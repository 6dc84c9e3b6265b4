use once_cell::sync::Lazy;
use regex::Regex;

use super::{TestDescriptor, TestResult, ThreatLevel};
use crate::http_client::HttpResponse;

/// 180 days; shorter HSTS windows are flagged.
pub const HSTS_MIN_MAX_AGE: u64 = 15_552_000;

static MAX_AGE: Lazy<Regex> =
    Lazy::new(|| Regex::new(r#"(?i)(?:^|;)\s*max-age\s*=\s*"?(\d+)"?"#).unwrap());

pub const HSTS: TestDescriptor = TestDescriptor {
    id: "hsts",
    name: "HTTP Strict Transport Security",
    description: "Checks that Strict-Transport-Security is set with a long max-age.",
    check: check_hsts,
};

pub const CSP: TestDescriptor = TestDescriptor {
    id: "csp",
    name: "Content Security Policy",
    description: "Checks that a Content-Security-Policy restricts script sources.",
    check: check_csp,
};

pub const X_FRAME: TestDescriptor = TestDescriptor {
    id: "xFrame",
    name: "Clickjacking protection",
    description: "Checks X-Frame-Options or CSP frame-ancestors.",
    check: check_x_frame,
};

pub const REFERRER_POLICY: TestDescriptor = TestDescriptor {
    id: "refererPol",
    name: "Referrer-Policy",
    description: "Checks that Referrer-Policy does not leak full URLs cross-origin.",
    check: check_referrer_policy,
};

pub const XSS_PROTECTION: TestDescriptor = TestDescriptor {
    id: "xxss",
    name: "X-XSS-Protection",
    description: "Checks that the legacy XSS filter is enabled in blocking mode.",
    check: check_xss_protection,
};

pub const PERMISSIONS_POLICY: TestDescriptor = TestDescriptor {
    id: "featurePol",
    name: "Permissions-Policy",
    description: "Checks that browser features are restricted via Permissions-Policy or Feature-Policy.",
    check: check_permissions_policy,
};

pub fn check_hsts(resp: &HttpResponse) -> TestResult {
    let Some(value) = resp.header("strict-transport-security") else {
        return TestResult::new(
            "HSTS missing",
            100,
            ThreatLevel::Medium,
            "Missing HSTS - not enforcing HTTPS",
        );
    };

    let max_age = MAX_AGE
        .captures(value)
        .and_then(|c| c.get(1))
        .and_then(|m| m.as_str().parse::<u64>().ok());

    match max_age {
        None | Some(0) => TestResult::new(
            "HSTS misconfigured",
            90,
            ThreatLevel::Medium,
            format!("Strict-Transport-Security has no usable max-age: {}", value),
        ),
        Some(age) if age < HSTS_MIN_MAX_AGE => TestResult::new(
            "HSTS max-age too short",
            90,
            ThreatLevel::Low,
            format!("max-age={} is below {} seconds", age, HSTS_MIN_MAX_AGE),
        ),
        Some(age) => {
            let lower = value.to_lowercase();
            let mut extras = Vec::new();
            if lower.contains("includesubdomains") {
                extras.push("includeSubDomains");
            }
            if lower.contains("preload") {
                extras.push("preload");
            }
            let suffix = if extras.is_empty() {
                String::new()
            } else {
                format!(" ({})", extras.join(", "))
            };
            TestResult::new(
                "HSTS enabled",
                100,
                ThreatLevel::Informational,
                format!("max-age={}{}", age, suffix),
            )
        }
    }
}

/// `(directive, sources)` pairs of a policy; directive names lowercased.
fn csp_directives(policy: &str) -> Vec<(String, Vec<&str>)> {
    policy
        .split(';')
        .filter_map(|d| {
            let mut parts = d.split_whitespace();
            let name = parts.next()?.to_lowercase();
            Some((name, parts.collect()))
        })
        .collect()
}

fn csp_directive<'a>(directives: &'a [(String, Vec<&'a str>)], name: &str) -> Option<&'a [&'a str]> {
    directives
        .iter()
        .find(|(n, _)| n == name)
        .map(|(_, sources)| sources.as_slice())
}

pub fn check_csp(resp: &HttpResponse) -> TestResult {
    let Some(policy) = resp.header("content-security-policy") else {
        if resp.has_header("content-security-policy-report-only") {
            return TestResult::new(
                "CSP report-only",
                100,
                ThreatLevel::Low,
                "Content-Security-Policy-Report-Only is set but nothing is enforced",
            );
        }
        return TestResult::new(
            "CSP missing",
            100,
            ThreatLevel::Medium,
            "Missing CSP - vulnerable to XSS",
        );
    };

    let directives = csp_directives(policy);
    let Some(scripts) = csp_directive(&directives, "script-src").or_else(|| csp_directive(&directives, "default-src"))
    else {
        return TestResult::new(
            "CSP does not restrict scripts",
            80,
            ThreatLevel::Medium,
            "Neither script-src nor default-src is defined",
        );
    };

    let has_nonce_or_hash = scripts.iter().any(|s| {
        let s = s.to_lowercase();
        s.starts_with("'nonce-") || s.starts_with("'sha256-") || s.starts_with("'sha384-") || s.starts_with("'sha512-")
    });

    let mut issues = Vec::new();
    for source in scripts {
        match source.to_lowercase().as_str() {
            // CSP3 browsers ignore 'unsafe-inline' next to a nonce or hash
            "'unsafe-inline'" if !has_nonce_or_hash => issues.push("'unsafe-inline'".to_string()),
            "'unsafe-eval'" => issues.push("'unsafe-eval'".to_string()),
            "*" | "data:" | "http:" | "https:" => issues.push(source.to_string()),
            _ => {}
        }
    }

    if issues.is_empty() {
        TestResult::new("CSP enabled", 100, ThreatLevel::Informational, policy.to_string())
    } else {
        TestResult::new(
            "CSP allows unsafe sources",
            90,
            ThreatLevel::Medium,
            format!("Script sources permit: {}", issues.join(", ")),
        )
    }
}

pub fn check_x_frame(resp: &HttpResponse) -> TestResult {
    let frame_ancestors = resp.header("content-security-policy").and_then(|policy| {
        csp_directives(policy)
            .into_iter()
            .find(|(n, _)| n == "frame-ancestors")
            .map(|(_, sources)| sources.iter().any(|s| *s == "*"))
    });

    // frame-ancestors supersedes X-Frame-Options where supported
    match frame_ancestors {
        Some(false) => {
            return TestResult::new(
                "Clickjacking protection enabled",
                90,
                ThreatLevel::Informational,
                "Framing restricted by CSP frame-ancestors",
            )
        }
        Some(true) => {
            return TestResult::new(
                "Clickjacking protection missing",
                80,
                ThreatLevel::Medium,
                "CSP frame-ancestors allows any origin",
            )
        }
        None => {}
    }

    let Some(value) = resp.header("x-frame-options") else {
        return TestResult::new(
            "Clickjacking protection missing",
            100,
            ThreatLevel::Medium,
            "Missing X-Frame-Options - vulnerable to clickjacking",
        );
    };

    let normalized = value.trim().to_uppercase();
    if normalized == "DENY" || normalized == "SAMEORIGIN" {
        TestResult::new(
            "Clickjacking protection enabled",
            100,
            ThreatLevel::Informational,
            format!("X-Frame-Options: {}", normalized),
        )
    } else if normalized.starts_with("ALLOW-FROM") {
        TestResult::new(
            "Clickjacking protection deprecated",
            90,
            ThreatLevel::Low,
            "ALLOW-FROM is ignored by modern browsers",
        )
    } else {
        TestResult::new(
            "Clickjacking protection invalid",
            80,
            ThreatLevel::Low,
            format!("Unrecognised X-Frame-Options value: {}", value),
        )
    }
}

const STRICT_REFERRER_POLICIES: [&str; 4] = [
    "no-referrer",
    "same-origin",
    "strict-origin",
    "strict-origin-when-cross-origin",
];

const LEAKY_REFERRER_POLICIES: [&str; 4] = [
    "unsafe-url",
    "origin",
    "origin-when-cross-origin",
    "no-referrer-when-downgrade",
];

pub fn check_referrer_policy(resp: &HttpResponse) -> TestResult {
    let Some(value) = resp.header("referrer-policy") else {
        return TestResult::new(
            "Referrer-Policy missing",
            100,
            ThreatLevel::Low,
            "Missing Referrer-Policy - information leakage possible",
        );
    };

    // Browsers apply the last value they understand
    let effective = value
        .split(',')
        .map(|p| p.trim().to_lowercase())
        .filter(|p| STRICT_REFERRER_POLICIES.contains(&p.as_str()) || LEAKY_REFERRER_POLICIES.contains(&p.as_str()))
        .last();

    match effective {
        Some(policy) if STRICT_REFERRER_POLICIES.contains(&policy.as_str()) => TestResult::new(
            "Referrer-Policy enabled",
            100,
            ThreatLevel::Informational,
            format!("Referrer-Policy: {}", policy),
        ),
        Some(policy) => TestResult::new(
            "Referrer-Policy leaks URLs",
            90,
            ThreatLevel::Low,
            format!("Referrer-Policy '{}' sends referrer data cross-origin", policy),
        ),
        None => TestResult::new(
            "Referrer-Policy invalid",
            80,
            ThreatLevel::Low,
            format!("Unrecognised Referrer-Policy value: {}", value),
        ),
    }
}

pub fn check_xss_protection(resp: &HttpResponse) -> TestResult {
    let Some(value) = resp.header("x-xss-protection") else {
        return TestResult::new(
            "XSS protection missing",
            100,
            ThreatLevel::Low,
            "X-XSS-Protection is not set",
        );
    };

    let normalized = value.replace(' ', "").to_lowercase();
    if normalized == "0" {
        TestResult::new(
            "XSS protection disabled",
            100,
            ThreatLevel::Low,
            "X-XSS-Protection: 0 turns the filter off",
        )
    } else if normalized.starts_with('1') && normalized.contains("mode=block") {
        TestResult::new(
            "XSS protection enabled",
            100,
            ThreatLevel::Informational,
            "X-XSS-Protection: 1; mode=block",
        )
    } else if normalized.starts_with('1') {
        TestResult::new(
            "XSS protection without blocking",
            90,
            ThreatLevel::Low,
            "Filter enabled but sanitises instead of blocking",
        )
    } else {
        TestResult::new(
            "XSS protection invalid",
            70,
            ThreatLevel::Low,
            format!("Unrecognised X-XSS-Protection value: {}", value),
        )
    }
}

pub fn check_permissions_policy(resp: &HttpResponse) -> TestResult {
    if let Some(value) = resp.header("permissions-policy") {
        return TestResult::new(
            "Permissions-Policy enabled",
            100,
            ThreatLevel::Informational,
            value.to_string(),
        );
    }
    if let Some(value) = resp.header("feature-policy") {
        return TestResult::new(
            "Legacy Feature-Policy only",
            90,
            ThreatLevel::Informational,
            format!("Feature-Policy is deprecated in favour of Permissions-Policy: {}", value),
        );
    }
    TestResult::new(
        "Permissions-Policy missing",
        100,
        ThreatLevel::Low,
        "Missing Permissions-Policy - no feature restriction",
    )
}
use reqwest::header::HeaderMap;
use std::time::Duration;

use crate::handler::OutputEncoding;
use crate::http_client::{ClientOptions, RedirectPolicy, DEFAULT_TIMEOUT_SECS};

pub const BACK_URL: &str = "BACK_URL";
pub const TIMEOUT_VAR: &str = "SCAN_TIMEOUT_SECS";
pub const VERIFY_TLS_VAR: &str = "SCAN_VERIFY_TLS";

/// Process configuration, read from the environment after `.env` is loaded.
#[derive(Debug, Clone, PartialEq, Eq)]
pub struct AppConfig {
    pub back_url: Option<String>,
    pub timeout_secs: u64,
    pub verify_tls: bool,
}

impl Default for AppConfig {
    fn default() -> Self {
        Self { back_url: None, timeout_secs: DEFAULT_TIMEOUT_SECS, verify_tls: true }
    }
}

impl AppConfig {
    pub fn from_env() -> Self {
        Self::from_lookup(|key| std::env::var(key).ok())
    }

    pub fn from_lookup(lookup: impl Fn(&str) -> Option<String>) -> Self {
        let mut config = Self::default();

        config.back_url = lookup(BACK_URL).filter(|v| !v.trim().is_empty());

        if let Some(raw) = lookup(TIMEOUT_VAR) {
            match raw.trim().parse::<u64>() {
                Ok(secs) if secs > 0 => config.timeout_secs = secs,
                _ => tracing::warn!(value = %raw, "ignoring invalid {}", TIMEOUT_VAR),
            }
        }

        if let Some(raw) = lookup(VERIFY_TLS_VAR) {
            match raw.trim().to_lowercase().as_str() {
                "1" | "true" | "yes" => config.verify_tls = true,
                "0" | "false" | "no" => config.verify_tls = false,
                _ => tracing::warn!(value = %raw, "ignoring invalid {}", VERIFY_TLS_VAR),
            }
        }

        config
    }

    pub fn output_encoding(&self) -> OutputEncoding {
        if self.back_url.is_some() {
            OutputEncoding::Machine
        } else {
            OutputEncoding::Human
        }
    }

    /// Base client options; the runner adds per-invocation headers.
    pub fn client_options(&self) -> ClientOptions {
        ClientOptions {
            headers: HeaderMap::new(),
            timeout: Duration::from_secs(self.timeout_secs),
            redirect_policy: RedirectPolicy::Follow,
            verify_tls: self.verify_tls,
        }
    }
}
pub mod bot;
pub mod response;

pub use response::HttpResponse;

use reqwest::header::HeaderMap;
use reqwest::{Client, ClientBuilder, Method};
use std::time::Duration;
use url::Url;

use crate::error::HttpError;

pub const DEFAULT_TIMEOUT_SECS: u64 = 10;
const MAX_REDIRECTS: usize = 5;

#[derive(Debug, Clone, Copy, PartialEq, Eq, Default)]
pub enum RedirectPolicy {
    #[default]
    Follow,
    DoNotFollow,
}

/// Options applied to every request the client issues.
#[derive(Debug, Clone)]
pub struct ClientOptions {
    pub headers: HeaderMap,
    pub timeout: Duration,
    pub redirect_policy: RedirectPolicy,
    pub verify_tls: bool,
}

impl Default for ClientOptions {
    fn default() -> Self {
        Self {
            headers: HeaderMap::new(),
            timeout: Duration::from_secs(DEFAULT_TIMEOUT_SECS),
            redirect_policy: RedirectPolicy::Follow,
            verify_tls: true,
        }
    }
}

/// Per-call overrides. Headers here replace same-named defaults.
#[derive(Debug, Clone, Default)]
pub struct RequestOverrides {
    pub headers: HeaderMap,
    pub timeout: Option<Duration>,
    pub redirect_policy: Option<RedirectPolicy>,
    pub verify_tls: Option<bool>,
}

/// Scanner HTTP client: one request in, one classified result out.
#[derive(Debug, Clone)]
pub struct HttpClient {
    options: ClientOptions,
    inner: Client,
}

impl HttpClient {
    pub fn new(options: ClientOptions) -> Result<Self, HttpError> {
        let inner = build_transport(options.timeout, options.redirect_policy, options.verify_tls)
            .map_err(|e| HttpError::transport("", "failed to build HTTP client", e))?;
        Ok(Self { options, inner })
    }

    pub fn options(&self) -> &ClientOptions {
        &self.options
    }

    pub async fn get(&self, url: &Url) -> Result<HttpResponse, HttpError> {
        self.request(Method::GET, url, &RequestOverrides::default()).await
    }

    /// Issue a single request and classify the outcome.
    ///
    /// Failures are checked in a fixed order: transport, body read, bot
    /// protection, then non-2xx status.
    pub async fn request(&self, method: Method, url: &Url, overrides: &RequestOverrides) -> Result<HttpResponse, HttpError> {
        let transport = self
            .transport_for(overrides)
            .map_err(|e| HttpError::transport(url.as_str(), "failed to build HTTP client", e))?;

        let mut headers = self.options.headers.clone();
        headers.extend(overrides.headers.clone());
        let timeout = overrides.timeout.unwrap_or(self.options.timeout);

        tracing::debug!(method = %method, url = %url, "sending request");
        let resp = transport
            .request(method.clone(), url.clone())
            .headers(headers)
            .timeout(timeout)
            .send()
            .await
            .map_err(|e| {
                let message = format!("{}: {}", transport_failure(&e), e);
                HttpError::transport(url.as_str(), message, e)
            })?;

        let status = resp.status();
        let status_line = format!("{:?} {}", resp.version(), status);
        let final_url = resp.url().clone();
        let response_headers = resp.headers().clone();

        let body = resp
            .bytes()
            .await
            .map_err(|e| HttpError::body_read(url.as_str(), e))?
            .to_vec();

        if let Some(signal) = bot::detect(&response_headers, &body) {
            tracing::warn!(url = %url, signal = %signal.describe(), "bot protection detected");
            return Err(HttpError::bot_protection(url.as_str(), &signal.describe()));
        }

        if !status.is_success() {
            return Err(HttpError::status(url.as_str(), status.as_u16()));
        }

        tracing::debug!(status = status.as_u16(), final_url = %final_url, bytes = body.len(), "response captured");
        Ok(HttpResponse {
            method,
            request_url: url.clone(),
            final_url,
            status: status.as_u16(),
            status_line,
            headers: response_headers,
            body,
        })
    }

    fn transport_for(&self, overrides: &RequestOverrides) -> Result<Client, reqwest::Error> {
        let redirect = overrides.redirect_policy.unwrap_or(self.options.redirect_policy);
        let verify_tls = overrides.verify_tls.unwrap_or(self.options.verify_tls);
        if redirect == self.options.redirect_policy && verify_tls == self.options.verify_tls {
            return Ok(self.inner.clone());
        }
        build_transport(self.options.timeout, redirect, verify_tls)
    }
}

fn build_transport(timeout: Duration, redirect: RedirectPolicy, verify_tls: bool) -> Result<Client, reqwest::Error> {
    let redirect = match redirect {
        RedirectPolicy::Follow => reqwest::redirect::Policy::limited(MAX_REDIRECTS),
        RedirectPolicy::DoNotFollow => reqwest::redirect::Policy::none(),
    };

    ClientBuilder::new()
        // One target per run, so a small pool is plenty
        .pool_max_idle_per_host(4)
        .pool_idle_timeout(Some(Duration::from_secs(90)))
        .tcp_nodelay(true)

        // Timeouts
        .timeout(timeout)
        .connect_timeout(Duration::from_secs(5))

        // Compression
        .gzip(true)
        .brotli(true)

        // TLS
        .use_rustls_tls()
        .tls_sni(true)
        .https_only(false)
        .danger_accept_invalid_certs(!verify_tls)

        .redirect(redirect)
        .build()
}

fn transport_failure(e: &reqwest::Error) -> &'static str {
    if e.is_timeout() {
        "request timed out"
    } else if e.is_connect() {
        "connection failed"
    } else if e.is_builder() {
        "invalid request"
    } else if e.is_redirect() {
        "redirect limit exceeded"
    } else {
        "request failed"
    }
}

*****

Assignment:
Go through the listing and copy each line that includes the string "replace".

Result of this task:
    let normalized = value.replace(' ', "").to_lowercase();
/// Per-call overrides. Headers here replace same-named defaults.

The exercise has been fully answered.